Les changements climatiques amènent des masses d’air tropicales à monter vers les latitudes nord, donc il y a plus de chances que l’affrontement de ces masses d’air cause des turbulences plus intenses.

On voit aussi de plus en plus de secteurs qui sont touchés par des perturbations atmosphériques qu’on ne voyait pas il y a encore 10 ou 15 ans. Par exemple, dans la région de Kuujjuaq, il n’y avait pratiquement pas d’orages auparavant. Maintenant on en voit, qui peuvent atteindre 35 ou 40 000 pieds. Je ne suis pas météorologue, mais il y a fort à parier que c’est dû aux changements climatiques.

Où ressent-on le plus les turbulences dans l’avion ?

Si les gens ne sont pas attachés lors de fortes turbulences, ils peuvent se cogner la tête contre le plafond et se blesser.

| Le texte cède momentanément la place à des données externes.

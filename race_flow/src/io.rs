//! Input tables: segment CSV, runner CSVs and the race configuration JSON.

use std::collections::{BTreeMap, BTreeSet};
use std::fs;
use std::io::ErrorKind;
use std::path::Path;

use csv::StringRecord;
use serde::Deserialize;

use crate::course::{FlowType, KmRange, Pace, PaceSplit, RaceConfig, Runner, Segment};
use crate::FlowError;

/// Read a required input file; a missing file names `what` and the path.
pub fn read_input(path: &Path, what: &str) -> Result<Vec<u8>, FlowError> {
    fs::read(path).map_err(|err| match err.kind() {
        ErrorKind::NotFound => FlowError::MissingInput(format!("{what} {}", path.display())),
        _ => FlowError::Io(err),
    })
}

pub fn parse_race_config(data: &[u8]) -> Result<RaceConfig, FlowError> {
    Ok(serde_json::from_slice(data)?)
}

struct Columns {
    headers: Vec<String>,
}

impl Columns {
    fn new(record: &StringRecord) -> Self {
        Self {
            headers: record
                .iter()
                .map(|h| h.trim().to_ascii_lowercase())
                .collect(),
        }
    }

    fn find(&self, name: &str) -> Option<usize> {
        self.headers.iter().position(|h| h == name)
    }

    fn require(&self, name: &str) -> Result<usize, FlowError> {
        self.find(name).ok_or_else(|| {
            FlowError::InvalidInput(format!("segments table has no '{name}' column"))
        })
    }
}

fn field<'r>(record: &'r StringRecord, idx: usize) -> &'r str {
    record.get(idx).map(str::trim).unwrap_or("")
}

fn number(record: &StringRecord, idx: usize, seg_id: &str, column: &str) -> Result<f64, FlowError> {
    field(record, idx).parse::<f64>().map_err(|_| {
        FlowError::InvalidInput(format!(
            "segment {seg_id}: '{}' is not a number in column {column}",
            field(record, idx)
        ))
    })
}

/// Parse `seg_id,seg_label,start_km,end_km,width_m,events,flow_type` plus
/// optional `<event>_from_km` / `<event>_to_km` columns.
pub fn parse_segments(data: &[u8]) -> Result<Vec<Segment>, FlowError> {
    let mut reader = csv::ReaderBuilder::new()
        .trim(csv::Trim::All)
        .from_reader(data);
    let columns = Columns::new(reader.headers()?);
    let seg_id = columns.require("seg_id")?;
    let label = columns.find("seg_label").or_else(|| columns.find("label"));
    let start_km = columns.require("start_km")?;
    let end_km = columns.require("end_km")?;
    let width_m = columns.require("width_m")?;
    let events = columns.require("events")?;
    let flow_type = columns.find("flow_type");

    let mut segments = Vec::new();
    for record in reader.records() {
        let record = record?;
        let id = field(&record, seg_id).to_string();
        if id.is_empty() {
            continue;
        }
        let applicable_events: BTreeSet<String> = field(&record, events)
            .split(';')
            .map(str::trim)
            .filter(|e| !e.is_empty())
            .map(str::to_string)
            .collect();

        let mut event_ranges = BTreeMap::new();
        for event in &applicable_events {
            let key = event.to_ascii_lowercase();
            let from_col = format!("{key}_from_km");
            let to_col = format!("{key}_to_km");
            let (Some(from_idx), Some(to_idx)) = (columns.find(&from_col), columns.find(&to_col))
            else {
                continue;
            };
            if field(&record, from_idx).is_empty() && field(&record, to_idx).is_empty() {
                continue;
            }
            event_ranges.insert(
                event.clone(),
                KmRange::new(
                    number(&record, from_idx, &id, &from_col)?,
                    number(&record, to_idx, &id, &to_col)?,
                ),
            );
        }

        let flow = match flow_type {
            Some(idx) => FlowType::parse(field(&record, idx)).ok_or_else(|| {
                FlowError::InvalidInput(format!(
                    "segment {id}: unknown flow_type '{}'",
                    field(&record, idx)
                ))
            })?,
            None => FlowType::None,
        };

        segments.push(Segment {
            label: label
                .map(|idx| field(&record, idx).to_string())
                .unwrap_or_default(),
            start_km: number(&record, start_km, &id, "start_km")?,
            end_km: number(&record, end_km, &id, "end_km")?,
            width_m: number(&record, width_m, &id, "width_m")?,
            applicable_events,
            event_ranges,
            flow_type: flow,
            seg_id: id,
        });
    }
    Ok(segments)
}

#[derive(Debug, Deserialize)]
struct RunnerRow {
    event: String,
    runner_id: String,
    #[serde(default)]
    pace: String,
    #[serde(default)]
    start_offset: Option<f64>,
    #[serde(default)]
    splits: Option<String>,
}

/// `km:pace;km:pace`. Unreadable entries become NaN paces so the runner is
/// rejected with a data-quality warning instead of failing the table.
fn parse_splits(text: &str) -> Vec<PaceSplit> {
    text.split(';')
        .map(str::trim)
        .filter(|s| !s.is_empty())
        .map(|entry| {
            let mut parts = entry.splitn(2, ':');
            let until_km = parts
                .next()
                .and_then(|v| v.trim().parse().ok())
                .unwrap_or(f64::NAN);
            let pace_min_per_km = parts
                .next()
                .and_then(|v| v.trim().parse().ok())
                .unwrap_or(f64::NAN);
            PaceSplit {
                until_km,
                pace_min_per_km,
            }
        })
        .collect()
}

/// Parse `event,runner_id,pace,start_offset[,splits]`.
pub fn parse_runners(data: &[u8]) -> Result<Vec<Runner>, FlowError> {
    let mut reader = csv::ReaderBuilder::new()
        .trim(csv::Trim::All)
        .from_reader(data);
    let mut runners = Vec::new();
    for row in reader.deserialize::<RunnerRow>() {
        let row = row?;
        let splits = row.splits.as_deref().map(str::trim).unwrap_or("");
        let pace = if splits.is_empty() {
            Pace::Constant(row.pace.trim().parse().unwrap_or(f64::NAN))
        } else {
            Pace::Splits(parse_splits(splits))
        };
        runners.push(Runner {
            runner_id: row.runner_id,
            event: row.event,
            pace,
            start_offset_s: row.start_offset.unwrap_or(0.0),
        });
    }
    Ok(runners)
}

Dans un avion, l’endroit le plus confortable, c’est le cockpit, mais il n’est pas accessible à tout le monde. Je dirais qu’au niveau des ailes ou devant, c’est préférable.

La queue de l’avion, c’est là où l’amplitude des mouvements est la plus grande. C’est un peu comme un effet de levier : plus on est loin du pivot, plus les effets prennent de l’amplitude.